• Task instructions: Would you please transcribe, exactly as written, the lines of the entries below starting at the one that holds "can unwrap it." and ending at the one that holds "let ephemeral = EphemeralSecret::random_from_rng(OsRng);", both included?

** Records supplied follows **

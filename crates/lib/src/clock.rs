//! Timestamps for records and stores.
//!
//! Merging is last-write-wins on `updated`, so the library never reads the
//! wall clock directly: every store carries a [`Clock`] and stamps records
//! through it. [`SystemClock`] is the default. With the `testing` feature,
//! [`FixedClock`] gives tests full control over the timeline.
//!
//! ```
//! use recordvault::{Clock, SystemClock};
//!
//! let stamp = SystemClock.now();
//! assert!(stamp.timestamp_millis() > 0);
//! ```

use std::fmt::Debug;

use chrono::{DateTime, Utc};

#[cfg(any(test, feature = "testing"))]
use std::sync::atomic::{AtomicU64, AtomicUsize, Ordering};

/// Source of record timestamps, in epoch milliseconds.
pub trait Clock: Send + Sync + Debug {
    fn now_millis(&self) -> u64;

    /// [`Clock::now_millis`] as a UTC timestamp.
    fn now(&self) -> DateTime<Utc> {
        millis_to_datetime(self.now_millis())
    }
}

/// Epoch milliseconds to UTC. Values past chrono's range clamp to its maximum.
pub(crate) fn millis_to_datetime(millis: u64) -> DateTime<Utc> {
    i64::try_from(millis)
        .ok()
        .and_then(DateTime::from_timestamp_millis)
        .unwrap_or(DateTime::<Utc>::MAX_UTC)
}

/// Wall-clock time.
#[derive(Debug, Clone, Copy, Default)]
pub struct SystemClock;

impl Clock for SystemClock {
    fn now_millis(&self) -> u64 {
        // Pre-epoch system clocks read as zero.
        u64::try_from(Utc::now().timestamp_millis()).unwrap_or(0)
    }
}

/// Deterministic clock for tests.
///
/// Every reading ticks the clock forward by one millisecond, so two records
/// stamped back to back never share a timestamp. While a [`ClockHold`] is
/// alive the clock stands still instead, which is how tests stage two edits
/// with the same `updated` value.
///
/// ```
/// # #[cfg(feature = "testing")] {
/// use recordvault::{Clock, FixedClock};
///
/// let clock = FixedClock::new(5_000);
/// assert_eq!(clock.now_millis(), 5_000);
/// assert_eq!(clock.now_millis(), 5_001);
///
/// let hold = clock.hold();
/// assert_eq!(clock.now_millis(), clock.now_millis());
/// drop(hold);
/// # }
/// ```
#[cfg(any(test, feature = "testing"))]
#[derive(Debug)]
pub struct FixedClock {
    millis: AtomicU64,
    holds: AtomicUsize,
}

/// Keeps a [`FixedClock`] from ticking. Holds nest.
#[cfg(any(test, feature = "testing"))]
#[must_use = "the clock resumes ticking as soon as the hold is dropped"]
#[derive(Debug)]
pub struct ClockHold<'a> {
    clock: &'a FixedClock,
}

#[cfg(any(test, feature = "testing"))]
impl Drop for ClockHold<'_> {
    fn drop(&mut self) {
        self.clock.holds.fetch_sub(1, Ordering::SeqCst);
    }
}

#[cfg(any(test, feature = "testing"))]
impl FixedClock {
    /// Start the timeline at `millis`.
    pub fn new(millis: u64) -> Self {
        Self {
            millis: AtomicU64::new(millis),
            holds: AtomicUsize::new(0),
        }
    }

    pub fn hold(&self) -> ClockHold<'_> {
        self.holds.fetch_add(1, Ordering::SeqCst);
        ClockHold { clock: self }
    }

    pub fn is_held(&self) -> bool {
        self.holds.load(Ordering::SeqCst) > 0
    }

    /// Jump forward, e.g. to make a later edit clearly newer.
    pub fn advance(&self, ms: u64) {
        self.millis.fetch_add(ms, Ordering::SeqCst);
    }

    pub fn set(&self, ms: u64) {
        self.millis.store(ms, Ordering::SeqCst);
    }

    /// The next reading, without consuming it.
    pub fn get(&self) -> u64 {
        self.millis.load(Ordering::SeqCst)
    }
}

#[cfg(any(test, feature = "testing"))]
impl Clock for FixedClock {
    fn now_millis(&self) -> u64 {
        if self.is_held() {
            self.get()
        } else {
            self.millis.fetch_add(1, Ordering::SeqCst)
        }
    }
}

#[cfg(any(test, feature = "testing"))]
impl Default for FixedClock {
    /// 2024-01-01T00:00:00Z
    fn default() -> Self {
        Self::new(1_704_067_200_000)
    }
}
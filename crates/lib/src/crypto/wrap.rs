//! Content-key wrapping for shared containers.
//!
//! A content key is wrapped for a recipient with an ephemeral-static X25519
//! exchange:
//!
//! ```text
//! E        = fresh ephemeral X25519 key pair
//! shared   = X25519(E.secret, recipient.public)
//! kek      = HKDF-SHA256(salt = E.public || recipient.public, ikm = shared, info = WRAP_INFO)
//! wrapped  = AES-256-GCM(kek, nonce, content_key)
//! ```
//!
//! Only the holder of the recipient's private key can recompute `kek`.

use hkdf::Hkdf;
use rand::rngs::OsRng;
use serde::{Deserialize, Serialize};
use sha2::Sha256;
use x25519_dalek::{EphemeralSecret, PublicKey as X25519Public, SharedSecret};
use zeroize::Zeroizing;

use super::aead::{self, ContentKey, KEY_LENGTH, Sealed};
use super::errors::CryptoError;
use crate::Result;
use crate::account::{PrivateKey, PublicKey};
use crate::constants::WRAP_INFO;

/// A content key wrapped under one participant's public key.
#[derive(Clone, Debug, Serialize, Deserialize, PartialEq, Eq)]
#[serde(rename_all = "camelCase")]
pub struct WrappedKey {
    /// Ephemeral X25519 public key used for this wrap.
    #[serde(with = "crate::encoding::base64")]
    pub ephemeral_key: Vec<u8>,
    /// The sealed content key.
    #[serde(flatten)]
    pub sealed: Sealed,
}

fn key_encryption_key(
    shared: &SharedSecret,
    ephemeral: &[u8; 32],
    recipient: &[u8; 32],
) -> Result<ContentKey> {
    if !shared.was_contributory() {
        return Err(CryptoError::DecryptionFailed.into());
    }

    let mut salt = [0u8; 64];
    salt[..32].copy_from_slice(ephemeral);
    salt[32..].copy_from_slice(recipient);

    let hk = Hkdf::<Sha256>::new(Some(&salt), shared.as_bytes());
    let mut okm = Zeroizing::new([0u8; KEY_LENGTH]);
    hk.expand(WRAP_INFO, okm.as_mut_slice())
        .map_err(|e| CryptoError::EncryptionFailed {
            reason: format!("HKDF expand failed: {e}"),
        })?;
    Ok(ContentKey::from_bytes(*okm))
}

/// Wrap `content_key` so that only the owner of `recipient` can unwrap it.
pub fn wrap_key(content_key: &ContentKey, recipient: &PublicKey) -> Result<WrappedKey> {
    let PublicKey::X25519(recipient_key) = recipient;

    let ephemeral = EphemeralSecret::random_from_rng(OsRng);
    let ephemeral_public = X25519Public::from(&ephemeral);
    let shared = ephemeral.diffie_hellman(recipient_key);

    let kek = key_encryption_key(&shared, ephemeral_public.as_bytes(), recipient_key.as_bytes())
        .map_err(|_| CryptoError::EncryptionFailed {
            reason: "recipient public key is not contributory".to_string(),
        })?;
    let sealed = aead::seal(&kek, content_key.as_bytes())?;

    Ok(WrappedKey {
        ephemeral_key: ephemeral_public.as_bytes().to_vec(),
        sealed,
    })
}

/// Recover a content key wrapped for the owner of `private_key`.
///
/// Any failure, including a mismatched key pair, is reported as
/// [`CryptoError::DecryptionFailed`].
pub fn unwrap_key(wrapped: &WrappedKey, private_key: &PrivateKey) -> Result<ContentKey> {
    let ephemeral: [u8; 32] = wrapped
        .ephemeral_key
        .as_slice()
        .try_into()
        .map_err(|_| CryptoError::DecryptionFailed)?;
    let ephemeral_public = X25519Public::from(ephemeral);

    let secret = private_key.x25519();
    let recipient_public = X25519Public::from(secret);
    let shared = secret.diffie_hellman(&ephemeral_public);

    let kek = key_encryption_key(&shared, &ephemeral, recipient_public.as_bytes())?;
    let plaintext = aead::open(&kek, &wrapped.sealed)?;
    ContentKey::try_from_slice(&plaintext).map_err(|_| CryptoError::DecryptionFailed.into())
}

** End of Records supplied **

• Written answer:
/// Wrap `content_key` so that only the owner of `recipient` can unwrap it.
pub fn wrap_key(content_key: &ContentKey, recipient: &PublicKey) -> Result<WrappedKey> {
    let PublicKey::X25519(recipient_key) = recipient;

    let ephemeral = EphemeralSecret::random_from_rng(OsRng);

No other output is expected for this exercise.